§ Assignment
The records below hold a stretch from the line with "pub mod tree;" through the line with "pub use vocab::normalize;"; return exactly those lines, ends included, and nothing more.

§ Entries shown

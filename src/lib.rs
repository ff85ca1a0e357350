// Copyright 2025-present Harīṣh Tummalachērla
// SPDX-License-Identifier: Apache-2.0

//! Edit-distance range queries over a vocabulary, indexed with a BK-tree.
//!
//! Ask "which words are between `min` and `max` edits away from this one"
//! without comparing the query against every word. The tree labels each edge
//! with the exact distance between its endpoints; the triangle inequality then
//! rules out whole subtrees at query time.
//!
//! # Architecture
//!
//! ```text
//! ┌──────────────┐     ┌───────────────┐     ┌──────────────┐
//! │   vocab.rs   │────▶│    tree/      │────▶│   batch.rs   │
//! │ (Vocabulary, │     │ (BkTree,      │     │ (query_batch)│
//! │  load, NFC)  │     │  query, edges)│     │              │
//! └──────────────┘     └───────────────┘     └──────────────┘
//!                              │
//!                              ▼
//!                      ┌───────────────┐
//!                      │    fuzzy/     │
//!                      │ (distance,    │
//!                      │  Metric)      │
//!                      └───────────────┘
//! ```
//!
//! # Usage
//!
//! ```
//! use bkvocab::{distance, BkTree, QueryWindow};
//!
//! let tree = BkTree::from_words(["game", "fame", "same", "gate", "frame"]);
//!
//! // Everything one or two edits from "fame", except exact duplicates
//! let window = QueryWindow::new(1, 2).unwrap();
//! for word in tree.query_window("fame", window) {
//!     assert!((1..=2).contains(&distance("fame", word)));
//! }
//! ```
//!
//! The first word inserted becomes the root and is never returned by a query.
//! See [`tree`] for why.

pub mod batch;
mod error;
pub mod fuzzy;
pub mod tree;
pub mod vocab;

pub use batch::query_batch;
pub use error::{QueryError, VocabError};
pub use fuzzy::{distance, Levenshtein, Metric};
pub use tree::{BkTree, Edge, Edges, QueryStats, QueryWindow, TreeStats};
pub use vocab::Vocabulary;

#[cfg(feature = "unicode-normalization")]
pub use vocab::normalize;
// Copyright 2025-present Harīṣh Tummalachērla
// SPDX-License-Identifier: Apache-2.0

//! Depth-first walk over every edge in the tree, for debugging and display.

use std::collections::BTreeMap;

use serde::Serialize;

use super::node::Node;

/// One parent-to-child link. `distance` is the edge key, the exact metric
/// distance between the two words. `depth` is the child's depth (root is 0).
#[derive(Debug, Clone, Copy, PartialEq, Eq, Serialize)]
pub struct Edge<'t> {
    pub parent: &'t str,
    pub distance: usize,
    pub child: &'t str,
    pub depth: usize,
}

/// Pre-order iterator over edges, children in ascending key order.
///
/// Created by [`crate::BkTree::edges`].
#[derive(Debug, Clone)]
pub struct Edges<'t> {
    stack: Vec<(&'t Node, usize, &'t Node, usize)>,
}

impl<'t> Edges<'t> {
    pub(crate) fn new(root: Option<&'t Node>) -> Self {
        let mut edges = Self { stack: Vec::new() };
        if let Some(root) = root {
            edges.push_children(root, 1);
        }
        edges
    }

    fn push_children(&mut self, parent: &'t Node, depth: usize) {
        for (&key, child) in parent.children.iter().rev() {
            self.stack.push((parent, key, &**child, depth));
        }
    }
}

impl<'t> Iterator for Edges<'t> {
    type Item = Edge<'t>;

    fn next(&mut self) -> Option<Self::Item> {
        let (parent, distance, child, depth) = self.stack.pop()?;
        self.push_children(child, depth + 1);
        Some(Edge {
            parent: &parent.word,
            distance,
            child: &child.word,
            depth,
        })
    }
}

/// Shape summary of a tree.
#[derive(Debug, Clone, Default, PartialEq, Eq, Serialize)]
pub struct TreeStats {
    /// Stored words, duplicates included.
    pub len: usize,
    /// Nodes on the longest root-to-leaf path.
    pub height: usize,
    /// Most children under a single node.
    pub max_fanout: usize,
    /// Edge count per edge key.
    pub edge_histogram: BTreeMap<usize, usize>,
}

pub(crate) fn tree_stats(root: Option<&Node>) -> TreeStats {
    let mut stats = TreeStats::default();
    let Some(root) = root else {
        return stats;
    };

    let mut stack = vec![(root, 1usize)];
    while let Some((node, depth)) = stack.pop() {
        stats.len += 1;
        stats.height = stats.height.max(depth);
        stats.max_fanout = stats.max_fanout.max(node.children.len());
        for (&key, child) in &node.children {
            *stats.edge_histogram.entry(key).or_insert(0) += 1;
            stack.push((&**child, depth + 1));
        }
    }
    stats
}
// Copyright 2025-present Harīṣh Tummalachērla
// SPDX-License-Identifier: Apache-2.0

//! Terminal display utilities for the bkvocab CLI.
//!
//! OneDark for dark terminals, One Light for light ones. Detection tries
//! `BKVOCAB_THEME` first, then `COLORFGBG`, then defaults to dark. Colors are
//! dropped entirely under `NO_COLOR` or when stdout is not a TTY, so piped
//! output stays plain.

use std::io::{self, Write};
use std::sync::OnceLock;

use bkvocab::{Edge, TreeStats};

// Box drawing constants - width between │ and │ (excluding border chars)
pub const BOX_WIDTH: usize = 60;

// ═══════════════════════════════════════════════════════════════════════════
// THEME DETECTION
// ═══════════════════════════════════════════════════════════════════════════

/// Terminal color theme
#[derive(Debug, Clone, Copy, PartialEq, Eq)]
pub enum Theme {
    Dark,
    Light,
}

static THEME: OnceLock<Theme> = OnceLock::new();

fn detect_theme() -> Theme {
    if let Ok(theme) = std::env::var("BKVOCAB_THEME") {
        match theme.to_lowercase().as_str() {
            "light" | "l" => return Theme::Light,
            "dark" | "d" => return Theme::Dark,
            _ => {}
        }
    }

    // COLORFGBG is "fg;bg", background 7+ (except 8) is light
    if let Ok(colorfgbg) = std::env::var("COLORFGBG") {
        if let Some(bg) = colorfgbg.split(';').next_back() {
            if let Ok(bg_num) = bg.parse::<u8>() {
                if bg_num >= 7 && bg_num != 8 {
                    return Theme::Light;
                }
            }
        }
    }

    Theme::Dark
}

pub fn theme() -> Theme {
    *THEME.get_or_init(detect_theme)
}

fn rgb(r: u8, g: u8, b: u8) -> String {
    format!("\x1b[38;2;{};{};{}m", r, g, b)
}

pub mod colors {
    pub const RESET: &str = "\x1b[0m";
    pub const BOLD: &str = "\x1b[1m";
}

pub use colors::*;

mod onedark {
    pub const RED: (u8, u8, u8) = (224, 108, 117); // #e06c75
    pub const GREEN: (u8, u8, u8) = (152, 195, 121); // #98c379
    pub const YELLOW: (u8, u8, u8) = (229, 192, 123); // #e5c07b
    pub const CYAN: (u8, u8, u8) = (86, 182, 194); // #56b6c2
    pub const GRAY: (u8, u8, u8) = (92, 99, 112); // #5c6370
}

mod onelight {
    pub const RED: (u8, u8, u8) = (228, 86, 73); // #e45649
    pub const GREEN: (u8, u8, u8) = (80, 161, 79); // #50a14f
    pub const YELLOW: (u8, u8, u8) = (193, 132, 1); // #c18401
    pub const CYAN: (u8, u8, u8) = (1, 132, 188); // #0184bc
    pub const GRAY: (u8, u8, u8) = (160, 161, 167); // #a0a1a7
}

macro_rules! theme_color {
    ($name:ident) => {
        #[allow(non_snake_case)]
        pub fn $name() -> String {
            let (r, g, b) = match theme() {
                Theme::Dark => onedark::$name,
                Theme::Light => onelight::$name,
            };
            rgb(r, g, b)
        }
    };
}

theme_color!(RED);
theme_color!(GREEN);
theme_color!(YELLOW);
theme_color!(CYAN);
theme_color!(GRAY);

// ═══════════════════════════════════════════════════════════════════════════
// CORE UTILITIES
// ═══════════════════════════════════════════════════════════════════════════

pub fn use_colors() -> bool {
    if std::env::var("NO_COLOR").is_ok() {
        return false;
    }
    atty::is(atty::Stream::Stdout)
}

/// Apply theme color with optional modifiers
pub fn themed(color_fn: fn() -> String, modifiers: &[&str], text: &str) -> String {
    if use_colors() {
        format!("{}{}{}{}", modifiers.join(""), color_fn(), text, RESET)
    } else {
        text.to_string()
    }
}

/// Visible length, ANSI escapes excluded
pub fn visible_len(s: &str) -> usize {
    let mut in_escape = false;
    let mut len = 0;
    for c in s.chars() {
        if c == '\x1b' {
            in_escape = true;
        } else if in_escape && c == 'm' {
            in_escape = false;
        } else if !in_escape {
            len += 1;
        }
    }
    len
}

/// Right-pad a styled string to a fixed visible width
pub fn pad_right(s: &str, width: usize) -> String {
    let visible = visible_len(s);
    if visible >= width {
        s.to_string()
    } else {
        format!("{}{}", s, " ".repeat(width - visible))
    }
}

// ═══════════════════════════════════════════════════════════════════════════
// BOX DRAWING
// ═══════════════════════════════════════════════════════════════════════════

/// │ content          │
pub fn row(out: &mut impl Write, content: &str) -> io::Result<()> {
    let border = themed(GRAY, &[], "│");
    let pad = BOX_WIDTH.saturating_sub(visible_len(content));
    writeln!(out, "{}{}{}{}", border, content, " ".repeat(pad), border)
}

/// ┌─ LABEL ──────────┐
pub fn section_top(out: &mut impl Write, label: &str) -> io::Result<()> {
    let label_part = format!("─ {} ", themed(CYAN, &[BOLD], label));
    let remaining = BOX_WIDTH.saturating_sub(visible_len(&label_part));
    writeln!(
        out,
        "{}{}{}",
        themed(GRAY, &[], "┌"),
        label_part,
        themed(GRAY, &[], &format!("{}┐", "─".repeat(remaining)))
    )
}

/// └──────────────────┘
pub fn section_bot(out: &mut impl Write) -> io::Result<()> {
    writeln!(out, "{}", themed(GRAY, &[], &format!("└{}┘", "─".repeat(BOX_WIDTH))))
}

// ═══════════════════════════════════════════════════════════════════════════
// SEMANTIC FORMATTERS
// ═══════════════════════════════════════════════════════════════════════════

/// Edge key colored by how close the two words are.
pub fn distance_badge(distance: usize) -> String {
    let text = format!("[{}]", distance);
    match distance {
        0 => themed(GRAY, &[], &text),
        1 => themed(GREEN, &[BOLD], &text),
        2 => themed(YELLOW, &[], &text),
        _ => themed(RED, &[], &text),
    }
}

/// One line of the `tree` listing, indented two spaces per level.
pub fn edge_line(edge: &Edge<'_>) -> String {
    format!(
        "{}{} {}",
        "  ".repeat(edge.depth),
        distance_badge(edge.distance),
        edge.child
    )
}

/// Boxed summary for the `stats` command.
pub fn write_stats(out: &mut impl Write, stats: &TreeStats, root: Option<&str>) -> io::Result<()> {
    section_top(out, "BK-TREE")?;
    row(out, &format!(" words       {}", stats.len))?;
    row(out, &format!(" height      {}", stats.height))?;
    row(out, &format!(" max fanout  {}", stats.max_fanout))?;
    row(out, &format!(" root        {}", root.unwrap_or("-")))?;
    if !stats.edge_histogram.is_empty() {
        row(out, "")?;
        row(out, &format!(" {}", themed(CYAN, &[BOLD], "edges per key")))?;
        for (key, count) in &stats.edge_histogram {
            row(out, &format!("   {}{}", pad_right(&distance_badge(*key), 10), count))?;
        }
    }
    section_bot(out)
}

§ Reply to the task
pub mod tree;
pub mod vocab;

pub use batch::query_batch;
pub use error::{QueryError, VocabError};
pub use fuzzy::{distance, Levenshtein, Metric};
pub use tree::{BkTree, Edge, Edges, QueryStats, QueryWindow, TreeStats};
pub use vocab::Vocabulary;

#[cfg(feature = "unicode-normalization")]
pub use vocab::normalize;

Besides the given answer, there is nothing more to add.